◆ **Stored data**

-=-=-=-=-

pub mod config;
pub mod server;
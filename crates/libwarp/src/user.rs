use std::collections::HashMap;

use bytes::Bytes;
use tokio::sync::mpsc;
use tokio_util::sync::CancellationToken;

use warp_protocol::{AccessSet, State};

/// Host-local shell capability. Deliberately a distinct type from the
/// client-facing [`AccessSet`] so a host's own capability on its shell is
/// never handed out to, or checked against, a client.
#[derive(Debug, Clone, Copy, PartialEq, Eq)]
pub struct ShellCaps {
    pub read: bool,
    pub write: bool,
}

impl ShellCaps {
    pub const fn full() -> Self {
        Self {
            read: true,
            write: true,
        }
    }
}

/// Outbound handles for one attached session: its bounded data queue, its
/// state queue and the token that tears the session down.
#[derive(Debug, Clone)]
pub struct SessionHandle {
    pub data: mpsc::Sender<Bytes>,
    pub state: mpsc::Sender<State>,
    pub cancel: CancellationToken,
}

/// One participant within a warp: identity, granted capabilities and the
/// sessions currently attached for that participant.
#[derive(Debug)]
pub struct UserState {
    pub user: String,
    pub username: String,
    pub mode: AccessSet,
    pub sessions: HashMap<String, SessionHandle>,
}

impl UserState {
    pub fn new(user: String, username: String, mode: AccessSet) -> Self {
        Self {
            user,
            username,
            mode,
            sessions: HashMap::new(),
        }
    }
}

/// The warp's owning participant. Exactly one per warp, set at creation and
/// never replaced. The session map is a reserved extension point for
/// host-spawned auxiliary sessions and stays empty.
#[derive(Debug)]
pub struct HostState {
    pub user: String,
    pub username: String,
    pub shell: ShellCaps,
    pub sessions: HashMap<String, SessionHandle>,
}

impl HostState {
    pub fn new(user: String, username: String) -> Self {
        Self {
            user,
            username,
            shell: ShellCaps::full(),
            sessions: HashMap::new(),
        }
    }
}
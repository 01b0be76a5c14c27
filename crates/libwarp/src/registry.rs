use std::collections::HashMap;
use std::sync::Arc;

use tokio::sync::Mutex;

use warp_protocol::Token;

use crate::error::WarpError;
use crate::warp::Warp;

/// Process-wide mapping of active warps; the daemon's single source of truth
/// for whether a warp exists. The lock is held only for constant-time map
/// operations, never across I/O.
pub struct Registry {
    warps: Mutex<HashMap<Token, Arc<Warp>>>,
}

impl Registry {
    pub fn new() -> Self {
        Self {
            warps: Mutex::new(HashMap::new()),
        }
    }

    /// Atomically insert the warp built by `init` unless the token is taken.
    /// Exactly one of any number of concurrent creators for the same token
    /// wins; the others observe `DuplicateWarp` and the map is untouched.
    pub async fn create_if_absent(
        &self,
        token: &str,
        init: impl FnOnce() -> Arc<Warp>,
    ) -> Result<Arc<Warp>, WarpError> {
        let mut warps = self.warps.lock().await;
        if warps.contains_key(token) {
            return Err(WarpError::DuplicateWarp(token.to_string()));
        }
        let warp = init();
        warps.insert(token.to_string(), Arc::clone(&warp));
        Ok(warp)
    }

    pub async fn lookup(&self, token: &str) -> Result<Arc<Warp>, WarpError> {
        self.warps
            .lock()
            .await
            .get(token)
            .cloned()
            .ok_or_else(|| WarpError::UnknownWarp(token.to_string()))
    }

    /// Idempotent: removing an absent token is a no-op.
    pub async fn remove(&self, token: &str) {
        self.warps.lock().await.remove(token);
    }

    pub async fn active(&self) -> usize {
        self.warps.lock().await.len()
    }
}

impl Default for Registry {
    fn default() -> Self {
        Self::new()
    }
}

#[cfg(test)]
mod tests {
    use super::*;
    use crate::user::HostState;
    use warp_protocol::WindowSize;

    fn test_warp(token: &str) -> Arc<Warp> {
        Warp::new(
            token.to_string(),
            WindowSize { rows: 24, cols: 80 },
            HostState::new("u-1".to_string(), "host".to_string()),
            64,
        )
    }

    #[tokio::test]
    async fn create_lookup_remove_cycle() {
        let registry = Registry::new();
        registry
            .create_if_absent("t1", || test_warp("t1"))
            .await
            .expect("create");
        assert_eq!(registry.active().await, 1);

        let warp = registry.lookup("t1").await.expect("lookup");
        assert_eq!(warp.token(), "t1");

        registry.remove("t1").await;
        assert!(matches!(
            registry.lookup("t1").await,
            Err(WarpError::UnknownWarp(_))
        ));
        // removing again is a no-op
        registry.remove("t1").await;
        assert_eq!(registry.active().await, 0);
    }

    #[tokio::test]
    async fn duplicate_token_is_rejected() {
        let registry = Registry::new();
        registry
            .create_if_absent("t1", || test_warp("t1"))
            .await
            .expect("create");
        let err = registry
            .create_if_absent("t1", || test_warp("t1"))
            .await
            .unwrap_err();
        assert!(matches!(err, WarpError::DuplicateWarp(_)));
        assert_eq!(registry.active().await, 1);
    }

    #[tokio::test]
    async fn concurrent_creators_race_exactly_one_wins() {
        let registry = Arc::new(Registry::new());
        let mut tasks = Vec::new();
        for _ in 0..16 {
            let registry = Arc::clone(&registry);
            tasks.push(tokio::spawn(async move {
                registry
                    .create_if_absent("contended", || test_warp("contended"))
                    .await
                    .is_ok()
            }));
        }
        let mut wins = 0;
        for task in tasks {
            if task.await.expect("join") {
                wins += 1;
            }
        }
        assert_eq!(wins, 1);
        assert_eq!(registry.active().await, 1);
    }
}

-=-=-=-=-

◆ **Work to complete**
Reproduce every entry above. Make each line identical to the original.

◆ **Response area**
pub mod config;
pub mod server;
filename crates/libwarp/src/user.rs
use std::collections::HashMap;

use bytes::Bytes;
use tokio::sync::mpsc;
use tokio_util::sync::CancellationToken;

use warp_protocol::{AccessSet, State};

/// Host-local shell capability. Deliberately a distinct type from the
/// client-facing [`AccessSet`] so a host's own capability on its shell is
/// never handed out to, or checked against, a client.
#[derive(Debug, Clone, Copy, PartialEq, Eq)]
pub struct ShellCaps {
    pub read: bool,
    pub write: bool,
}

impl ShellCaps {
    pub const fn full() -> Self {
        Self {
            read: true,
            write: true,
        }
    }
}

/// Outbound handles for one attached session: its bounded data queue, its
/// state queue and the token that tears the session down.
#[derive(Debug, Clone)]
pub struct SessionHandle {
    pub data: mpsc::Sender<Bytes>,
    pub state: mpsc::Sender<State>,
    pub cancel: CancellationToken,
}

/// One participant within a warp: identity, granted capabilities and the
/// sessions currently attached for that participant.
#[derive(Debug)]
pub struct UserState {
    pub user: String,
    pub username: String,
    pub mode: AccessSet,
    pub sessions: HashMap<String, SessionHandle>,
}

impl UserState {
    pub fn new(user: String, username: String, mode: AccessSet) -> Self {
        Self {
            user,
            username,
            mode,
            sessions: HashMap::new(),
        }
    }
}

/// The warp's owning participant. Exactly one per warp, set at creation and
/// never replaced. The session map is a reserved extension point for
/// host-spawned auxiliary sessions and stays empty.
#[derive(Debug)]
pub struct HostState {
    pub user: String,
    pub username: String,
    pub shell: ShellCaps,
    pub sessions: HashMap<String, SessionHandle>,
}

impl HostState {
    pub fn new(user: String, username: String) -> Self {
        Self {
            user,
            username,
            shell: ShellCaps::full(),
            sessions: HashMap::new(),
        }
    }
}
repository 01b0be76a5c14c27
filename crates/libwarp/src/registry.rs
use std::collections::HashMap;
use std::sync::Arc;

use tokio::sync::Mutex;

use warp_protocol::Token;

use crate::error::WarpError;
use crate::warp::Warp;

/// Process-wide mapping of active warps; the daemon's single source of truth
/// for whether a warp exists. The lock is held only for constant-time map
/// operations, never across I/O.
pub struct Registry {
    warps: Mutex<HashMap<Token, Arc<Warp>>>,
}

impl Registry {
    pub fn new() -> Self {
        Self {
            warps: Mutex::new(HashMap::new()),
        }
    }

    /// Atomically insert the warp built by `init` unless the token is taken.
    /// Exactly one of any number of concurrent creators for the same token
    /// wins; the others observe `DuplicateWarp` and the map is untouched.
    pub async fn create_if_absent(
        &self,
        token: &str,
        init: impl FnOnce() -> Arc<Warp>,
    ) -> Result<Arc<Warp>, WarpError> {
        let mut warps = self.warps.lock().await;
        if warps.contains_key(token) {
            return Err(WarpError::DuplicateWarp(token.to_string()));
        }
        let warp = init();
        warps.insert(token.to_string(), Arc::clone(&warp));
        Ok(warp)
    }

    pub async fn lookup(&self, token: &str) -> Result<Arc<Warp>, WarpError> {
        self.warps
            .lock()
            .await
            .get(token)
            .cloned()
            .ok_or_else(|| WarpError::UnknownWarp(token.to_string()))
    }

    /// Idempotent: removing an absent token is a no-op.
    pub async fn remove(&self, token: &str) {
        self.warps.lock().await.remove(token);
    }

    pub async fn active(&self) -> usize {
        self.warps.lock().await.len()
    }
}

impl Default for Registry {
    fn default() -> Self {
        Self::new()
    }
}

#[cfg(test)]
mod tests {
    use super::*;
    use crate::user::HostState;
    use warp_protocol::WindowSize;

    fn test_warp(token: &str) -> Arc<Warp> {
        Warp::new(
            token.to_string(),
            WindowSize { rows: 24, cols: 80 },
            HostState::new("u-1".to_string(), "host".to_string()),
            64,
        )
    }

    #[tokio::test]
    async fn create_lookup_remove_cycle() {
        let registry = Registry::new();
        registry
            .create_if_absent("t1", || test_warp("t1"))
            .await
            .expect("create");
        assert_eq!(registry.active().await, 1);

        let warp = registry.lookup("t1").await.expect("lookup");
        assert_eq!(warp.token(), "t1");

        registry.remove("t1").await;
        assert!(matches!(
            registry.lookup("t1").await,
            Err(WarpError::UnknownWarp(_))
        ));
        // removing again is a no-op
        registry.remove("t1").await;
        assert_eq!(registry.active().await, 0);
    }

    #[tokio::test]
    async fn duplicate_token_is_rejected() {
        let registry = Registry::new();
        registry
            .create_if_absent("t1", || test_warp("t1"))
            .await
            .expect("create");
        let err = registry
            .create_if_absent("t1", || test_warp("t1"))
            .await
            .unwrap_err();
        assert!(matches!(err, WarpError::DuplicateWarp(_)));
        assert_eq!(registry.active().await, 1);
    }

    #[tokio::test]
    async fn concurrent_creators_race_exactly_one_wins() {
        let registry = Arc::new(Registry::new());
        let mut tasks = Vec::new();
        for _ in 0..16 {
            let registry = Arc::clone(&registry);
            tasks.push(tokio::spawn(async move {
                registry
                    .create_if_absent("contended", || test_warp("contended"))
                    .await
                    .is_ok()
            }));
        }
        let mut wins = 0;
        for task in tasks {
            if task.await.expect("join") {
                wins += 1;
            }
        }
        assert_eq!(wins, 1);
        assert_eq!(registry.active().await, 1);
    }
}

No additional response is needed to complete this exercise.